* [Task objective]: What is needed is an exact copy of every entry.

* [Provided material]:

// SPDX-License-Identifier: Apache-2.0

use crate::auth::{authenticate, require_admin, require_client_role};
use crate::failure::ApiFailure;
use crate::AppState;
use axum::extract::{Path, Query, State};
use axum::http::{HeaderMap, StatusCode};
use axum::Json;
use chrono::Utc;
use std::collections::BTreeMap;
use timebank_api::{
    parse_page_params, ApiError, CreateTimebankRequest, ListResponse, UpdateTimebankRequest,
};
use timebank_model::{ClientId, Role, Timebank, TimebankId, TimebankName, TimebankStatus};
use timebank_store::{NewTimebank, TimebankPatch};

fn parse_bank_id(raw: &str) -> Result<TimebankId, ApiFailure> {
    TimebankId::parse(raw).map_err(|_| ApiError::invalid_param("id", "must be a uuid").into())
}

pub(crate) async fn list_timebanks_handler(
    State(state): State<AppState>,
    headers: HeaderMap,
    Query(query): Query<BTreeMap<String, String>>,
) -> Result<Json<ListResponse<Timebank>>, ApiFailure> {
    let ctx = authenticate(&state, &headers)?;
    let page = parse_page_params(&query)?;
    let scope = match ctx.user.role {
        Role::Admin => match query.get("client") {
            Some(raw) => Some(
                ClientId::parse(raw)
                    .map_err(|_| ApiError::invalid_param("client", "must be a uuid"))?,
            ),
            None => None,
        },
        _ => Some(
            ctx.user
                .client_id
                .ok_or_else(|| ApiError::forbidden("no client scope"))?,
        ),
    };
    let status = match query.get("status") {
        Some(raw) => Some(
            TimebankStatus::parse(raw)
                .map_err(|_| ApiError::invalid_param("status", "unknown bank status"))?,
        ),
        None => None,
    };
    let banks = state.store.list_timebanks(scope.as_ref(), status, page.limit)?;
    Ok(Json(ListResponse::without_cursor(banks)))
}

pub(crate) async fn create_timebank_handler(
    State(state): State<AppState>,
    headers: HeaderMap,
    Json(body): Json<CreateTimebankRequest>,
) -> Result<(StatusCode, Json<Timebank>), ApiFailure> {
    let ctx = authenticate(&state, &headers)?;
    require_admin(&ctx.user)?;

    if !body.purchased_hours.is_positive() {
        return Err(ApiError::invalid_param("purchased_hours", "must be positive").into());
    }
    let name =
        TimebankName::parse(&body.name).map_err(|e| ApiError::invalid_param("name", &e.0))?;
    let now = Utc::now();
    let bank = state.store.create_timebank(
        &NewTimebank {
            client_id: body.client_id,
            name,
            purchased_hours: body.purchased_hours,
            purchased_at: body.purchased_at.unwrap_or_else(|| now.date_naive()),
        },
        now,
    )?;
    tracing::info!(bank_id = %bank.id, client_id = %bank.client_id, "timebank created");
    Ok((StatusCode::CREATED, Json(bank)))
}

pub(crate) async fn get_timebank_handler(
    State(state): State<AppState>,
    headers: HeaderMap,
    Path(id): Path<String>,
) -> Result<Json<Timebank>, ApiFailure> {
    let ctx = authenticate(&state, &headers)?;
    let id = parse_bank_id(&id)?;
    let bank = state.store.get_timebank(&id)?;
    require_client_role(&ctx.user, &bank.client_id, Role::Member)?;
    Ok(Json(bank))
}

pub(crate) async fn update_timebank_handler(
    State(state): State<AppState>,
    headers: HeaderMap,
    Path(id): Path<String>,
    Json(body): Json<UpdateTimebankRequest>,
) -> Result<Json<Timebank>, ApiFailure> {
    let ctx = authenticate(&state, &headers)?;
    require_admin(&ctx.user)?;
    let id = parse_bank_id(&id)?;

    let name = match &body.name {
        Some(raw) => {
            Some(TimebankName::parse(raw).map_err(|e| ApiError::invalid_param("name", &e.0))?)
        }
        None => None,
    };
    let bank = state.store.update_timebank(
        &id,
        &TimebankPatch {
            name,
            purchased_hours: body.purchased_hours,
        },
    )?;
    Ok(Json(bank))
}

/// Closing a bank removes it from allocation; its history stays queryable.
pub(crate) async fn close_timebank_handler(
    State(state): State<AppState>,
    headers: HeaderMap,
    Path(id): Path<String>,
) -> Result<Json<Timebank>, ApiFailure> {
    let ctx = authenticate(&state, &headers)?;
    require_admin(&ctx.user)?;
    let id = parse_bank_id(&id)?;
    let bank = state.store.close_timebank(&id)?;
    tracing::info!(bank_id = %id, "timebank closed");
    Ok(Json(bank))
}

#[cfg(test)]
mod tests {
    use super::*;
    use crate::handlers::test_support::{seed_client, seed_user, session_headers};
    use timebank_model::Hours;

    #[tokio::test]
    async fn admin_creates_bank_and_scoped_member_reads_it() {
        let state = AppState::for_tests();
        let client = seed_client(&state, "Acme");
        let admin = seed_user(&state, "root@ops.example", Role::Admin, None);
        let member = seed_user(&state, "m@acme.example", Role::Member, Some(client.id));

        let response = create_timebank_handler(
            State(state.clone()),
            session_headers(&state, &admin),
            Json(CreateTimebankRequest {
                client_id: client.id,
                name: "Q1 retainer".to_string(),
                purchased_hours: Hours::from_centihours(4_000),
                purchased_at: None,
            }),
        )
        .await
        .expect("create");
        assert_eq!(response.0, StatusCode::CREATED);

        let banks = state
            .store
            .list_timebanks(Some(&client.id), None, 10)
            .expect("list");
        assert_eq!(banks.len(), 1);

        get_timebank_handler(
            State(state.clone()),
            session_headers(&state, &member),
            Path(banks[0].id.to_string()),
        )
        .await
        .expect("member read");
    }

    #[tokio::test]
    async fn zero_hour_bank_is_rejected() {
        let state = AppState::for_tests();
        let client = seed_client(&state, "Acme");
        let admin = seed_user(&state, "root@ops.example", Role::Admin, None);

        let err = create_timebank_handler(
            State(state.clone()),
            session_headers(&state, &admin),
            Json(CreateTimebankRequest {
                client_id: client.id,
                name: "Empty".to_string(),
                purchased_hours: Hours::ZERO,
                purchased_at: None,
            }),
        )
        .await
        .expect_err("zero hours");
        assert_eq!(err.0.code, timebank_api::ApiErrorCode::InvalidParameter);
    }
}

* [Exercise solution]:
// SPDX-License-Identifier: Apache-2.0

use crate::auth::{authenticate, require_admin, require_client_role};
use crate::failure::ApiFailure;
use crate::AppState;
use axum::extract::{Path, Query, State};
use axum::http::{HeaderMap, StatusCode};
use axum::Json;
use chrono::Utc;
use std::collections::BTreeMap;
use timebank_api::{
    parse_page_params, ApiError, CreateTimebankRequest, ListResponse, UpdateTimebankRequest,
};
use timebank_model::{ClientId, Role, Timebank, TimebankId, TimebankName, TimebankStatus};
use timebank_store::{NewTimebank, TimebankPatch};

fn parse_bank_id(raw: &str) -> Result<TimebankId, ApiFailure> {
    TimebankId::parse(raw).map_err(|_| ApiError::invalid_param("id", "must be a uuid").into())
}

pub(crate) async fn list_timebanks_handler(
    State(state): State<AppState>,
    headers: HeaderMap,
    Query(query): Query<BTreeMap<String, String>>,
) -> Result<Json<ListResponse<Timebank>>, ApiFailure> {
    let ctx = authenticate(&state, &headers)?;
    let page = parse_page_params(&query)?;
    let scope = match ctx.user.role {
        Role::Admin => match query.get("client") {
            Some(raw) => Some(
                ClientId::parse(raw)
                    .map_err(|_| ApiError::invalid_param("client", "must be a uuid"))?,
            ),
            None => None,
        },
        _ => Some(
            ctx.user
                .client_id
                .ok_or_else(|| ApiError::forbidden("no client scope"))?,
        ),
    };
    let status = match query.get("status") {
        Some(raw) => Some(
            TimebankStatus::parse(raw)
                .map_err(|_| ApiError::invalid_param("status", "unknown bank status"))?,
        ),
        None => None,
    };
    let banks = state.store.list_timebanks(scope.as_ref(), status, page.limit)?;
    Ok(Json(ListResponse::without_cursor(banks)))
}

pub(crate) async fn create_timebank_handler(
    State(state): State<AppState>,
    headers: HeaderMap,
    Json(body): Json<CreateTimebankRequest>,
) -> Result<(StatusCode, Json<Timebank>), ApiFailure> {
    let ctx = authenticate(&state, &headers)?;
    require_admin(&ctx.user)?;

    if !body.purchased_hours.is_positive() {
        return Err(ApiError::invalid_param("purchased_hours", "must be positive").into());
    }
    let name =
        TimebankName::parse(&body.name).map_err(|e| ApiError::invalid_param("name", &e.0))?;
    let now = Utc::now();
    let bank = state.store.create_timebank(
        &NewTimebank {
            client_id: body.client_id,
            name,
            purchased_hours: body.purchased_hours,
            purchased_at: body.purchased_at.unwrap_or_else(|| now.date_naive()),
        },
        now,
    )?;
    tracing::info!(bank_id = %bank.id, client_id = %bank.client_id, "timebank created");
    Ok((StatusCode::CREATED, Json(bank)))
}

pub(crate) async fn get_timebank_handler(
    State(state): State<AppState>,
    headers: HeaderMap,
    Path(id): Path<String>,
) -> Result<Json<Timebank>, ApiFailure> {
    let ctx = authenticate(&state, &headers)?;
    let id = parse_bank_id(&id)?;
    let bank = state.store.get_timebank(&id)?;
    require_client_role(&ctx.user, &bank.client_id, Role::Member)?;
    Ok(Json(bank))
}

pub(crate) async fn update_timebank_handler(
    State(state): State<AppState>,
    headers: HeaderMap,
    Path(id): Path<String>,
    Json(body): Json<UpdateTimebankRequest>,
) -> Result<Json<Timebank>, ApiFailure> {
    let ctx = authenticate(&state, &headers)?;
    require_admin(&ctx.user)?;
    let id = parse_bank_id(&id)?;

    let name = match &body.name {
        Some(raw) => {
            Some(TimebankName::parse(raw).map_err(|e| ApiError::invalid_param("name", &e.0))?)
        }
        None => None,
    };
    let bank = state.store.update_timebank(
        &id,
        &TimebankPatch {
            name,
            purchased_hours: body.purchased_hours,
        },
    )?;
    Ok(Json(bank))
}

/// Closing a bank removes it from allocation; its history stays queryable.
pub(crate) async fn close_timebank_handler(
    State(state): State<AppState>,
    headers: HeaderMap,
    Path(id): Path<String>,
) -> Result<Json<Timebank>, ApiFailure> {
    let ctx = authenticate(&state, &headers)?;
    require_admin(&ctx.user)?;
    let id = parse_bank_id(&id)?;
    let bank = state.store.close_timebank(&id)?;
    tracing::info!(bank_id = %id, "timebank closed");
    Ok(Json(bank))
}

#[cfg(test)]
mod tests {
    use super::*;
    use crate::handlers::test_support::{seed_client, seed_user, session_headers};
    use timebank_model::Hours;

    #[tokio::test]
    async fn admin_creates_bank_and_scoped_member_reads_it() {
        let state = AppState::for_tests();
        let client = seed_client(&state, "Acme");
        let admin = seed_user(&state, "root@ops.example", Role::Admin, None);
        let member = seed_user(&state, "m@acme.example", Role::Member, Some(client.id));

        let response = create_timebank_handler(
            State(state.clone()),
            session_headers(&state, &admin),
            Json(CreateTimebankRequest {
                client_id: client.id,
                name: "Q1 retainer".to_string(),
                purchased_hours: Hours::from_centihours(4_000),
                purchased_at: None,
            }),
        )
        .await
        .expect("create");
        assert_eq!(response.0, StatusCode::CREATED);

        let banks = state
            .store
            .list_timebanks(Some(&client.id), None, 10)
            .expect("list");
        assert_eq!(banks.len(), 1);

        get_timebank_handler(
            State(state.clone()),
            session_headers(&state, &member),
            Path(banks[0].id.to_string()),
        )
        .await
        .expect("member read");
    }

    #[tokio::test]
    async fn zero_hour_bank_is_rejected() {
        let state = AppState::for_tests();
        let client = seed_client(&state, "Acme");
        let admin = seed_user(&state, "root@ops.example", Role::Admin, None);

        let err = create_timebank_handler(
            State(state.clone()),
            session_headers(&state, &admin),
            Json(CreateTimebankRequest {
                client_id: client.id,
                name: "Empty".to_string(),
                purchased_hours: Hours::ZERO,
                purchased_at: None,
            }),
        )
        .await
        .expect_err("zero hours");
        assert_eq!(err.0.code, timebank_api::ApiErrorCode::InvalidParameter);
    }
}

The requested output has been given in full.